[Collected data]
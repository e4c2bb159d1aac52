use std::sync::Arc;

use bigdecimal::BigDecimal;
use chrono::{DateTime, Utc};
use thiserror::Error;
use tracing::{error, info, warn};
use uuid::Uuid;

use super::lifecycle_status_code;
use crate::domain::{
    lifecycle::{
        LifecycleError,
        cancellation::{self, can_be_cancelled, ensure_cancellable, ensure_cancelled},
        refunds::{refund_in_progress, refund_timeline},
    },
    repositories::orders::OrderRepository,
    value_objects::{
        orders::{
            CancellationPreviewDto, CancellationResultDto, OrderModel, OrderSummaryDto,
            SpendingSummaryDto,
        },
        payments::RefundStatusDto,
    },
};

#[derive(Debug, Error)]
pub enum OrderError {
    #[error("order not found")]
    OrderNotFound,
    #[error(transparent)]
    Lifecycle(#[from] LifecycleError),
    #[error(transparent)]
    Internal(#[from] anyhow::Error),
}

impl OrderError {
    pub fn status_code(&self) -> axum::http::StatusCode {
        use axum::http::StatusCode;
        match self {
            OrderError::OrderNotFound => StatusCode::NOT_FOUND,
            OrderError::Lifecycle(err) => lifecycle_status_code(err),
            OrderError::Internal(_) => StatusCode::INTERNAL_SERVER_ERROR,
        }
    }
}

pub type UseCaseResult<T> = std::result::Result<T, OrderError>;

pub struct OrderUseCase<O>
where
    O: OrderRepository + Send + Sync + 'static,
{
    order_repository: Arc<O>,
}

impl<O> OrderUseCase<O>
where
    O: OrderRepository + Send + Sync + 'static,
{
    pub fn new(order_repository: Arc<O>) -> Self {
        Self { order_repository }
    }

    pub async fn list_orders(&self, user_id: Uuid) -> UseCaseResult<Vec<OrderSummaryDto>> {
        info!(%user_id, "orders: listing orders for user");
        let orders = self.user_orders(user_id).await?;
        let order_count = orders.len();
        info!(%user_id, order_count, "orders: orders loaded");
        Ok(orders.iter().map(OrderSummaryDto::from).collect())
    }

    /// Staff may open any order, customers only their own.
    pub async fn order_detail(
        &self,
        user_id: Uuid,
        is_staff: bool,
        order_id: i64,
    ) -> UseCaseResult<OrderModel> {
        info!(%user_id, order_id, is_staff, "orders: loading order detail");
        let order = self.find_order(order_id).await?;
        if !is_staff && order.user_id != user_id {
            warn!(%user_id, order_id, "orders: order belongs to another user");
            return Err(OrderError::OrderNotFound);
        }
        Ok(order)
    }

    pub async fn cancellation_preview(
        &self,
        user_id: Uuid,
        order_id: i64,
        now: DateTime<Utc>,
    ) -> UseCaseResult<CancellationPreviewDto> {
        let order = self.owned_order(user_id, order_id).await?;
        let can_be_cancelled = can_be_cancelled(&order, now);
        info!(%user_id, order_id, can_be_cancelled, "orders: cancellation preview");

        Ok(CancellationPreviewDto {
            order_id: order.id,
            order_number: order.order_number.clone(),
            status: order.status,
            can_be_cancelled,
            cancellation_deadline: order.cancellation_deadline(),
        })
    }

    pub async fn cancel_order(
        &self,
        user_id: Uuid,
        order_id: i64,
        reason: &str,
        now: DateTime<Utc>,
    ) -> UseCaseResult<CancellationResultDto> {
        info!(%user_id, order_id, "orders: cancellation requested");
        let order = self.owned_order(user_id, order_id).await?;

        ensure_cancellable(&order, now).inspect_err(|_| {
            warn!(
                %user_id,
                order_id,
                status = %order.status,
                "orders: order is not cancellable"
            )
        })?;

        let cancelled = cancellation::cancel_order(&order, reason, now);
        let refund = match (&cancelled.order.payment, cancelled.refund_initiated) {
            (Some(payment), true) => Some((payment.id, payment.to_update_entity())),
            _ => None,
        };

        self.order_repository
            .save_cancellation(order.id, cancelled.order.to_cancel_entity(), refund)
            .await
            .map_err(|err| {
                error!(%user_id, order_id, db_error = ?err, "orders: failed to save cancellation");
                OrderError::Internal(err)
            })?;

        info!(
            %user_id,
            order_id,
            refund_initiated = cancelled.refund_initiated,
            "orders: order cancelled"
        );

        Ok(CancellationResultDto {
            order_id: cancelled.order.id,
            order_number: cancelled.order.order_number.clone(),
            status: cancelled.order.status,
            cancelled_at: cancelled.order.cancelled_at,
            refund_initiated: cancelled.refund_initiated,
            message: format!(
                "Order {} has been cancelled successfully.",
                cancelled.order.order_number
            ),
        })
    }

    pub async fn cancellation_confirmation(
        &self,
        user_id: Uuid,
        order_id: i64,
    ) -> UseCaseResult<OrderModel> {
        let order = self.owned_order(user_id, order_id).await?;
        ensure_cancelled(&order)?;
        Ok(order)
    }

    pub async fn refund_status(&self, user_id: Uuid, order_id: i64) -> UseCaseResult<RefundStatusDto> {
        let order = self.owned_order(user_id, order_id).await?;
        let payment = refund_in_progress(&order)?;
        info!(
            %user_id,
            order_id,
            refund_status = %payment.refund_status,
            "orders: refund status loaded"
        );

        Ok(RefundStatusDto {
            order_id: order.id,
            order_number: order.order_number.clone(),
            refund_status: payment.refund_status,
            refund_label: payment.refund_status.label(),
            refund_amount: payment.refund_amount.clone(),
            refund_initiated_at: payment.refund_initiated_at,
            refund_completed_at: payment.refund_completed_at,
            refund_expected_date: payment.refund_expected_date,
            timeline: refund_timeline(payment),
        })
    }

    /// Cancelled and unpaid orders do not count towards spending.
    pub async fn spending_summary(&self, user_id: Uuid) -> UseCaseResult<SpendingSummaryDto> {
        let orders = self.user_orders(user_id).await?;
        let total_spent = orders
            .iter()
            .filter(|order| order.status.counts_as_revenue())
            .fold(BigDecimal::from(0), |total, order| total + &order.total_amount);

        Ok(SpendingSummaryDto {
            order_count: orders.len(),
            total_spent,
        })
    }

    async fn user_orders(&self, user_id: Uuid) -> UseCaseResult<Vec<OrderModel>> {
        self.order_repository
            .list_user_orders(user_id)
            .await
            .map_err(|err| {
                error!(%user_id, db_error = ?err, "orders: failed to list orders");
                OrderError::Internal(err)
            })
    }

    async fn find_order(&self, order_id: i64) -> UseCaseResult<OrderModel> {
        self.order_repository
            .find_order(order_id)
            .await
            .map_err(|err| {
                error!(order_id, db_error = ?err, "orders: failed to load order");
                OrderError::Internal(err)
            })?
            .ok_or(OrderError::OrderNotFound)
    }

    async fn owned_order(&self, user_id: Uuid, order_id: i64) -> UseCaseResult<OrderModel> {
        self.order_detail(user_id, false, order_id).await
    }
}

* Work order
Set down the records again, exactly.

* Task result
repository e4c2bb159d1aac52
use std::sync::Arc;

use bigdecimal::BigDecimal;
use chrono::{DateTime, Utc};
use thiserror::Error;
use tracing::{error, info, warn};
use uuid::Uuid;

use super::lifecycle_status_code;
use crate::domain::{
    lifecycle::{
        LifecycleError,
        cancellation::{self, can_be_cancelled, ensure_cancellable, ensure_cancelled},
        refunds::{refund_in_progress, refund_timeline},
    },
    repositories::orders::OrderRepository,
    value_objects::{
        orders::{
            CancellationPreviewDto, CancellationResultDto, OrderModel, OrderSummaryDto,
            SpendingSummaryDto,
        },
        payments::RefundStatusDto,
    },
};

#[derive(Debug, Error)]
pub enum OrderError {
    #[error("order not found")]
    OrderNotFound,
    #[error(transparent)]
    Lifecycle(#[from] LifecycleError),
    #[error(transparent)]
    Internal(#[from] anyhow::Error),
}

impl OrderError {
    pub fn status_code(&self) -> axum::http::StatusCode {
        use axum::http::StatusCode;
        match self {
            OrderError::OrderNotFound => StatusCode::NOT_FOUND,
            OrderError::Lifecycle(err) => lifecycle_status_code(err),
            OrderError::Internal(_) => StatusCode::INTERNAL_SERVER_ERROR,
        }
    }
}

pub type UseCaseResult<T> = std::result::Result<T, OrderError>;

pub struct OrderUseCase<O>
where
    O: OrderRepository + Send + Sync + 'static,
{
    order_repository: Arc<O>,
}

impl<O> OrderUseCase<O>
where
    O: OrderRepository + Send + Sync + 'static,
{
    pub fn new(order_repository: Arc<O>) -> Self {
        Self { order_repository }
    }

    pub async fn list_orders(&self, user_id: Uuid) -> UseCaseResult<Vec<OrderSummaryDto>> {
        info!(%user_id, "orders: listing orders for user");
        let orders = self.user_orders(user_id).await?;
        let order_count = orders.len();
        info!(%user_id, order_count, "orders: orders loaded");
        Ok(orders.iter().map(OrderSummaryDto::from).collect())
    }

    /// Staff may open any order, customers only their own.
    pub async fn order_detail(
        &self,
        user_id: Uuid,
        is_staff: bool,
        order_id: i64,
    ) -> UseCaseResult<OrderModel> {
        info!(%user_id, order_id, is_staff, "orders: loading order detail");
        let order = self.find_order(order_id).await?;
        if !is_staff && order.user_id != user_id {
            warn!(%user_id, order_id, "orders: order belongs to another user");
            return Err(OrderError::OrderNotFound);
        }
        Ok(order)
    }

    pub async fn cancellation_preview(
        &self,
        user_id: Uuid,
        order_id: i64,
        now: DateTime<Utc>,
    ) -> UseCaseResult<CancellationPreviewDto> {
        let order = self.owned_order(user_id, order_id).await?;
        let can_be_cancelled = can_be_cancelled(&order, now);
        info!(%user_id, order_id, can_be_cancelled, "orders: cancellation preview");

        Ok(CancellationPreviewDto {
            order_id: order.id,
            order_number: order.order_number.clone(),
            status: order.status,
            can_be_cancelled,
            cancellation_deadline: order.cancellation_deadline(),
        })
    }

    pub async fn cancel_order(
        &self,
        user_id: Uuid,
        order_id: i64,
        reason: &str,
        now: DateTime<Utc>,
    ) -> UseCaseResult<CancellationResultDto> {
        info!(%user_id, order_id, "orders: cancellation requested");
        let order = self.owned_order(user_id, order_id).await?;

        ensure_cancellable(&order, now).inspect_err(|_| {
            warn!(
                %user_id,
                order_id,
                status = %order.status,
                "orders: order is not cancellable"
            )
        })?;

        let cancelled = cancellation::cancel_order(&order, reason, now);
        let refund = match (&cancelled.order.payment, cancelled.refund_initiated) {
            (Some(payment), true) => Some((payment.id, payment.to_update_entity())),
            _ => None,
        };

        self.order_repository
            .save_cancellation(order.id, cancelled.order.to_cancel_entity(), refund)
            .await
            .map_err(|err| {
                error!(%user_id, order_id, db_error = ?err, "orders: failed to save cancellation");
                OrderError::Internal(err)
            })?;

        info!(
            %user_id,
            order_id,
            refund_initiated = cancelled.refund_initiated,
            "orders: order cancelled"
        );

        Ok(CancellationResultDto {
            order_id: cancelled.order.id,
            order_number: cancelled.order.order_number.clone(),
            status: cancelled.order.status,
            cancelled_at: cancelled.order.cancelled_at,
            refund_initiated: cancelled.refund_initiated,
            message: format!(
                "Order {} has been cancelled successfully.",
                cancelled.order.order_number
            ),
        })
    }

    pub async fn cancellation_confirmation(
        &self,
        user_id: Uuid,
        order_id: i64,
    ) -> UseCaseResult<OrderModel> {
        let order = self.owned_order(user_id, order_id).await?;
        ensure_cancelled(&order)?;
        Ok(order)
    }

    pub async fn refund_status(&self, user_id: Uuid, order_id: i64) -> UseCaseResult<RefundStatusDto> {
        let order = self.owned_order(user_id, order_id).await?;
        let payment = refund_in_progress(&order)?;
        info!(
            %user_id,
            order_id,
            refund_status = %payment.refund_status,
            "orders: refund status loaded"
        );

        Ok(RefundStatusDto {
            order_id: order.id,
            order_number: order.order_number.clone(),
            refund_status: payment.refund_status,
            refund_label: payment.refund_status.label(),
            refund_amount: payment.refund_amount.clone(),
            refund_initiated_at: payment.refund_initiated_at,
            refund_completed_at: payment.refund_completed_at,
            refund_expected_date: payment.refund_expected_date,
            timeline: refund_timeline(payment),
        })
    }

    /// Cancelled and unpaid orders do not count towards spending.
    pub async fn spending_summary(&self, user_id: Uuid) -> UseCaseResult<SpendingSummaryDto> {
        let orders = self.user_orders(user_id).await?;
        let total_spent = orders
            .iter()
            .filter(|order| order.status.counts_as_revenue())
            .fold(BigDecimal::from(0), |total, order| total + &order.total_amount);

        Ok(SpendingSummaryDto {
            order_count: orders.len(),
            total_spent,
        })
    }

    async fn user_orders(&self, user_id: Uuid) -> UseCaseResult<Vec<OrderModel>> {
        self.order_repository
            .list_user_orders(user_id)
            .await
            .map_err(|err| {
                error!(%user_id, db_error = ?err, "orders: failed to list orders");
                OrderError::Internal(err)
            })
    }

    async fn find_order(&self, order_id: i64) -> UseCaseResult<OrderModel> {
        self.order_repository
            .find_order(order_id)
            .await
            .map_err(|err| {
                error!(order_id, db_error = ?err, "orders: failed to load order");
                OrderError::Internal(err)
            })?
            .ok_or(OrderError::OrderNotFound)
    }

    async fn owned_order(&self, user_id: Uuid, order_id: i64) -> UseCaseResult<OrderModel> {
        self.order_detail(user_id, false, order_id).await
    }
}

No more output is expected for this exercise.